● **Action item**
Whatever the records say, set them down exactly.

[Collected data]
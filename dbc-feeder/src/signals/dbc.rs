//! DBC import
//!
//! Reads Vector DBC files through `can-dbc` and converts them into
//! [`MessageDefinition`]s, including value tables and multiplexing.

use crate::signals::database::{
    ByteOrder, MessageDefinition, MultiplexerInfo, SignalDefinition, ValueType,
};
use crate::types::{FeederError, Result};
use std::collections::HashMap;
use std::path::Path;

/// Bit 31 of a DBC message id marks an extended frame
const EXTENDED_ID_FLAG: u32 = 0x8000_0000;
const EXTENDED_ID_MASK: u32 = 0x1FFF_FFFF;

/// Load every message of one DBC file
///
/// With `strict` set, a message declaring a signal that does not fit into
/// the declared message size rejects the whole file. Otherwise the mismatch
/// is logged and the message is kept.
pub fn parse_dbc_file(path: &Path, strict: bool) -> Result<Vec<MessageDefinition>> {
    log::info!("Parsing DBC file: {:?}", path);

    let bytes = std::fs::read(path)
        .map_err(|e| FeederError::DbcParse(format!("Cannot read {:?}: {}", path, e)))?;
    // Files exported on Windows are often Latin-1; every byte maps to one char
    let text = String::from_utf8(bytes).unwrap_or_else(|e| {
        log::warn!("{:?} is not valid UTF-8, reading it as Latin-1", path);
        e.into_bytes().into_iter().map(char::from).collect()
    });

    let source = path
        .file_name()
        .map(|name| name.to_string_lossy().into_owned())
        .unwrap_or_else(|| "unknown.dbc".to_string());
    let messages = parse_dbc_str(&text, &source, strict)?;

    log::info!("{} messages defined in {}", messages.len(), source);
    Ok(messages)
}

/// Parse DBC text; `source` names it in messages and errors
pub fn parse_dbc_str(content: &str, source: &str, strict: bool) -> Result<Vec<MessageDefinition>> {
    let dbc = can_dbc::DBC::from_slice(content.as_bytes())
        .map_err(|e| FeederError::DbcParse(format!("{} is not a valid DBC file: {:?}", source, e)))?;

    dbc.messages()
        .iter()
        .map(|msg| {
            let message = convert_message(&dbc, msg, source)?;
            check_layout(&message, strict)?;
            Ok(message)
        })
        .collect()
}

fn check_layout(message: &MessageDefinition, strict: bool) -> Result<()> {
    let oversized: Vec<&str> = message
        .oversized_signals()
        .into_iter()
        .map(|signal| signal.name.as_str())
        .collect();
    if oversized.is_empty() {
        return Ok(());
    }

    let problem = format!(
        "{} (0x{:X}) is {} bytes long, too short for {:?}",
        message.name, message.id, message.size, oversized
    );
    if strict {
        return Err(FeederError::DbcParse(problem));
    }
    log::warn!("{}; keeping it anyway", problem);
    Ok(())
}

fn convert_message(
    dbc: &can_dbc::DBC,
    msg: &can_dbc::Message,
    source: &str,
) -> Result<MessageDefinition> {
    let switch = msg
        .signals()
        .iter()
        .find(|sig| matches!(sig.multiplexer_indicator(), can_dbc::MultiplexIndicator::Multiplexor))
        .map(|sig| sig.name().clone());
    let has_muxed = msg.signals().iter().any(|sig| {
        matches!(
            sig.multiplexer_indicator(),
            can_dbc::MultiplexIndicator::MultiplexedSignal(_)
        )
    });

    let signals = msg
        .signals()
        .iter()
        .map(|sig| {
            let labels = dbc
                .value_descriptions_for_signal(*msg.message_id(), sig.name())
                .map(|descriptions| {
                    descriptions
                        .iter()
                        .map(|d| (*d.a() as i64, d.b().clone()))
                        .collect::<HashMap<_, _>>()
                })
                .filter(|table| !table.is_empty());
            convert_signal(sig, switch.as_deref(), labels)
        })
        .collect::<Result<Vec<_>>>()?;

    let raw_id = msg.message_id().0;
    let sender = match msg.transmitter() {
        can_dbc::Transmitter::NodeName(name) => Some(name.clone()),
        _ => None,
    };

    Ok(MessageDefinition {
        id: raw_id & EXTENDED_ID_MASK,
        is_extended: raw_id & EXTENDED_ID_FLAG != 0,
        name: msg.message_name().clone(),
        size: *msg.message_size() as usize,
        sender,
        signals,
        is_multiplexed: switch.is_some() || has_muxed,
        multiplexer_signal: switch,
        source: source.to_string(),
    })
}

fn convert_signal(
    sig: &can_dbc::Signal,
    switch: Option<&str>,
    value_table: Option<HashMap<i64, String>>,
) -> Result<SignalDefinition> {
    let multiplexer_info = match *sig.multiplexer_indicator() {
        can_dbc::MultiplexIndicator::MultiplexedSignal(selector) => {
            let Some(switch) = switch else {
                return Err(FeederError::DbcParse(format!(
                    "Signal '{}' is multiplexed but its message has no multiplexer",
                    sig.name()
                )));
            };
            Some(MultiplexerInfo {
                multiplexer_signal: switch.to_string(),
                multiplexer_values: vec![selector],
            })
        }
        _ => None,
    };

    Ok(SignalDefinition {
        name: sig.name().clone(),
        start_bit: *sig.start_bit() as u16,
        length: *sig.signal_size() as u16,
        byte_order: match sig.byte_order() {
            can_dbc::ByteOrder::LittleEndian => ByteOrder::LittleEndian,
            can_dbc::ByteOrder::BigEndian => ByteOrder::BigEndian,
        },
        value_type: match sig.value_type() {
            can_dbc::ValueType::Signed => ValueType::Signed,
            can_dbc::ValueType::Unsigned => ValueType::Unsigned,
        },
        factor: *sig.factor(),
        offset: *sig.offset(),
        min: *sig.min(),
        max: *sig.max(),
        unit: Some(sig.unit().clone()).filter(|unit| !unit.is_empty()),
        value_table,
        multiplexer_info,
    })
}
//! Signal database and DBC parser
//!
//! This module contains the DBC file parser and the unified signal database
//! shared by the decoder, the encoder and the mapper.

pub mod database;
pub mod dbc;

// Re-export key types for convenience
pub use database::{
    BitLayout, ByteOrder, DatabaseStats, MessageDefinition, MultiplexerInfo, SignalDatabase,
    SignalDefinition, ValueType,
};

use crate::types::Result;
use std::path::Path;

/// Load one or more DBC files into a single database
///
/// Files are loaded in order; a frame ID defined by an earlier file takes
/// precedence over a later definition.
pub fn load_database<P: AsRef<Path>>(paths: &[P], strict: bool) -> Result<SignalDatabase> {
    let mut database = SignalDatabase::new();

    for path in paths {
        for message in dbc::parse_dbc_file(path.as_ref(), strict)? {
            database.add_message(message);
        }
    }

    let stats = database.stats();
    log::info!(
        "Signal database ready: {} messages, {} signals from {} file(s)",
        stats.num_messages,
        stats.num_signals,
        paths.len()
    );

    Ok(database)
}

● **Final answer**
filename dbc-feeder/src/signals/dbc.rs
//! DBC import
//!
//! Reads Vector DBC files through `can-dbc` and converts them into
//! [`MessageDefinition`]s, including value tables and multiplexing.

use crate::signals::database::{
    ByteOrder, MessageDefinition, MultiplexerInfo, SignalDefinition, ValueType,
};
use crate::types::{FeederError, Result};
use std::collections::HashMap;
use std::path::Path;

/// Bit 31 of a DBC message id marks an extended frame
const EXTENDED_ID_FLAG: u32 = 0x8000_0000;
const EXTENDED_ID_MASK: u32 = 0x1FFF_FFFF;

/// Load every message of one DBC file
///
/// With `strict` set, a message declaring a signal that does not fit into
/// the declared message size rejects the whole file. Otherwise the mismatch
/// is logged and the message is kept.
pub fn parse_dbc_file(path: &Path, strict: bool) -> Result<Vec<MessageDefinition>> {
    log::info!("Parsing DBC file: {:?}", path);

    let bytes = std::fs::read(path)
        .map_err(|e| FeederError::DbcParse(format!("Cannot read {:?}: {}", path, e)))?;
    // Files exported on Windows are often Latin-1; every byte maps to one char
    let text = String::from_utf8(bytes).unwrap_or_else(|e| {
        log::warn!("{:?} is not valid UTF-8, reading it as Latin-1", path);
        e.into_bytes().into_iter().map(char::from).collect()
    });

    let source = path
        .file_name()
        .map(|name| name.to_string_lossy().into_owned())
        .unwrap_or_else(|| "unknown.dbc".to_string());
    let messages = parse_dbc_str(&text, &source, strict)?;

    log::info!("{} messages defined in {}", messages.len(), source);
    Ok(messages)
}

/// Parse DBC text; `source` names it in messages and errors
pub fn parse_dbc_str(content: &str, source: &str, strict: bool) -> Result<Vec<MessageDefinition>> {
    let dbc = can_dbc::DBC::from_slice(content.as_bytes())
        .map_err(|e| FeederError::DbcParse(format!("{} is not a valid DBC file: {:?}", source, e)))?;

    dbc.messages()
        .iter()
        .map(|msg| {
            let message = convert_message(&dbc, msg, source)?;
            check_layout(&message, strict)?;
            Ok(message)
        })
        .collect()
}

fn check_layout(message: &MessageDefinition, strict: bool) -> Result<()> {
    let oversized: Vec<&str> = message
        .oversized_signals()
        .into_iter()
        .map(|signal| signal.name.as_str())
        .collect();
    if oversized.is_empty() {
        return Ok(());
    }

    let problem = format!(
        "{} (0x{:X}) is {} bytes long, too short for {:?}",
        message.name, message.id, message.size, oversized
    );
    if strict {
        return Err(FeederError::DbcParse(problem));
    }
    log::warn!("{}; keeping it anyway", problem);
    Ok(())
}

fn convert_message(
    dbc: &can_dbc::DBC,
    msg: &can_dbc::Message,
    source: &str,
) -> Result<MessageDefinition> {
    let switch = msg
        .signals()
        .iter()
        .find(|sig| matches!(sig.multiplexer_indicator(), can_dbc::MultiplexIndicator::Multiplexor))
        .map(|sig| sig.name().clone());
    let has_muxed = msg.signals().iter().any(|sig| {
        matches!(
            sig.multiplexer_indicator(),
            can_dbc::MultiplexIndicator::MultiplexedSignal(_)
        )
    });

    let signals = msg
        .signals()
        .iter()
        .map(|sig| {
            let labels = dbc
                .value_descriptions_for_signal(*msg.message_id(), sig.name())
                .map(|descriptions| {
                    descriptions
                        .iter()
                        .map(|d| (*d.a() as i64, d.b().clone()))
                        .collect::<HashMap<_, _>>()
                })
                .filter(|table| !table.is_empty());
            convert_signal(sig, switch.as_deref(), labels)
        })
        .collect::<Result<Vec<_>>>()?;

    let raw_id = msg.message_id().0;
    let sender = match msg.transmitter() {
        can_dbc::Transmitter::NodeName(name) => Some(name.clone()),
        _ => None,
    };

    Ok(MessageDefinition {
        id: raw_id & EXTENDED_ID_MASK,
        is_extended: raw_id & EXTENDED_ID_FLAG != 0,
        name: msg.message_name().clone(),
        size: *msg.message_size() as usize,
        sender,
        signals,
        is_multiplexed: switch.is_some() || has_muxed,
        multiplexer_signal: switch,
        source: source.to_string(),
    })
}

fn convert_signal(
    sig: &can_dbc::Signal,
    switch: Option<&str>,
    value_table: Option<HashMap<i64, String>>,
) -> Result<SignalDefinition> {
    let multiplexer_info = match *sig.multiplexer_indicator() {
        can_dbc::MultiplexIndicator::MultiplexedSignal(selector) => {
            let Some(switch) = switch else {
                return Err(FeederError::DbcParse(format!(
                    "Signal '{}' is multiplexed but its message has no multiplexer",
                    sig.name()
                )));
            };
            Some(MultiplexerInfo {
                multiplexer_signal: switch.to_string(),
                multiplexer_values: vec![selector],
            })
        }
        _ => None,
    };

    Ok(SignalDefinition {
        name: sig.name().clone(),
        start_bit: *sig.start_bit() as u16,
        length: *sig.signal_size() as u16,
        byte_order: match sig.byte_order() {
            can_dbc::ByteOrder::LittleEndian => ByteOrder::LittleEndian,
            can_dbc::ByteOrder::BigEndian => ByteOrder::BigEndian,
        },
        value_type: match sig.value_type() {
            can_dbc::ValueType::Signed => ValueType::Signed,
            can_dbc::ValueType::Unsigned => ValueType::Unsigned,
        },
        factor: *sig.factor(),
        offset: *sig.offset(),
        min: *sig.min(),
        max: *sig.max(),
        unit: Some(sig.unit().clone()).filter(|unit| !unit.is_empty()),
        value_table,
        multiplexer_info,
    })
}
//! Signal database and DBC parser
//!
//! This module contains the DBC file parser and the unified signal database
//! shared by the decoder, the encoder and the mapper.

pub mod database;
pub mod dbc;

// Re-export key types for convenience
pub use database::{
    BitLayout, ByteOrder, DatabaseStats, MessageDefinition, MultiplexerInfo, SignalDatabase,
    SignalDefinition, ValueType,
};

use crate::types::Result;
use std::path::Path;

/// Load one or more DBC files into a single database
///
/// Files are loaded in order; a frame ID defined by an earlier file takes
/// precedence over a later definition.
pub fn load_database<P: AsRef<Path>>(paths: &[P], strict: bool) -> Result<SignalDatabase> {
    let mut database = SignalDatabase::new();

    for path in paths {
        for message in dbc::parse_dbc_file(path.as_ref(), strict)? {
            database.add_message(message);
        }
    }

    let stats = database.stats();
    log::info!(
        "Signal database ready: {} messages, {} signals from {} file(s)",
        stats.num_messages,
        stats.num_signals,
        paths.len()
    );

    Ok(database)
}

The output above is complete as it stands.